Lesson 7 - Boolean Filtering in Pandas

Powerful Data Filtering

You learned Boolean indexing in NumPy. Now you will apply these same concepts to DataFrames—filtering rows based on conditions using labeled columns.

By the end of this lesson, you will be able to:

  • Create Boolean masks on DataFrame columns
  • Filter rows based on single conditions
  • Combine multiple conditions with & (AND), | (OR), ~ (NOT)
  • Use .isin() for membership testing
  • Filter and select specific columns simultaneously
  • Count rows that meet conditions

Boolean filtering is the foundation of data analysis—selecting exactly the rows you need based on your criteria. Let’s master it.

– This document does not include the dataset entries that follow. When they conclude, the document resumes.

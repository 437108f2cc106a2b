use clap::Subcommand;
use serde_json::json;
use uuid::Uuid;

use crate::auth::JwtSessionProvider;
use crate::cli::utils::output_success;
use crate::cli::OutputFormat;
use crate::config;

#[derive(Subcommand)]
pub enum AuthCommands {
    #[command(about = "Mint a session token signed with SESSION_SECRET")]
    Token {
        #[arg(long, help = "User id (a random one when omitted)")]
        user: Option<Uuid>,
        #[arg(long, help = "Email to embed in the token")]
        email: Option<String>,
        #[arg(long, help = "Display name to embed in the token")]
        name: Option<String>,
    },
}

pub async fn handle(cmd: AuthCommands, output_format: OutputFormat) -> anyhow::Result<()> {
    match cmd {
        AuthCommands::Token { user, email, name } => {
            let security = &config::config().security;
            let provider = JwtSessionProvider::from_config(security)?;
            let user_id = user.unwrap_or_else(Uuid::new_v4);
            let token = provider.issue(user_id, email, name)?;

            match output_format {
                OutputFormat::Json => output_success(
                    &output_format,
                    "Session token issued",
                    Some(json!({
                        "user_id": user_id,
                        "token": token,
                        "cookie": security.session_cookie,
                        "expires_in_hours": security.session_expiry_hours,
                    })),
                ),
                OutputFormat::Text => {
                    // bare token so it can be captured in scripts
                    println!("{}", token);
                    Ok(())
                }
            }
        }
    }
}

Understanding Boolean Filtering

Boolean filtering works exactly like NumPy arrays:

  1. Create a Boolean mask (True/False for each row)
  2. Use the mask to filter the DataFrame

The difference: Instead of numeric positions, you reference columns by name.

Let’s create sample data:

import pandas as pd
import numpy as np

# Create companies dataset
companies = pd.DataFrame({
    'company': ['TechCorp Global', 'FreshMart Inc', 'AutoDrive Motors', 'FirstBank Holdings', 'PowerGen Energy',
                'MediPharm Solutions', 'RetailHub Ltd', 'SkyWings Airlines', 'SteelCore Industries', 'NetLink Telecom',
                'LogiTrans Services', 'SolarNova Energy', 'SecureLife Insurance'],
    'sector': ['Technology', 'Food', 'Automotive', 'Financials', 'Energy',
               'Healthcare', 'Retail', 'Transportation', 'Materials', 'Technology',
               'Transportation', 'Energy', 'Financials'],
    'revenues': [125000, 89000, 156000, 234000, 178000,
                 98000, 112000, 187000, 145000, 165000,
                 92000, 156000, 201000],
    'profits': [12000, 8500, -3000, 45000, 23000,
                15000, 9800, 21000, 18000, 28000,
                -5000, 31000, 38000],
    'employees': [1200, 890, 2300, 5600, 3400,
                  2100, 4500, 8900, 3200, 6700,
                  1800, 980, 4200],
    'country': ['USA', 'USA', 'USA', 'UK', 'Germany',
                'USA', 'UK', 'Germany', 'USA', 'UK',
                'Germany', 'UK', 'USA']
})

print(f"Shape: {companies.shape}")
companies.head()

Single Condition Filtering

Filter DataFrame rows based on one condition.

Creating a Boolean Mask

# Create Boolean mask: Which companies are from USA?
is_iran = companies['country'] == 'USA'

print("Boolean mask:")
print(is_iran)
print(f"\nType: {type(is_iran)}")

Output:

Boolean mask:
0      True
1      True
2      True
3     False
4     False
...
Name: country, dtype: bool

Type: <class 'pandas.core.series.Series'>

A Series of True/False values, one for each row.

Applying the Mask

# Apply the mask to filter DataFrame
iran_companies = companies[is_iran]

print(f"Iranian companies: {iran_companies.shape[0]}")
iran_companies

Only rows where the mask is True are kept.

Shorthand Syntax

# More common: combine creation and application
iran_companies = companies[companies['country'] == 'USA']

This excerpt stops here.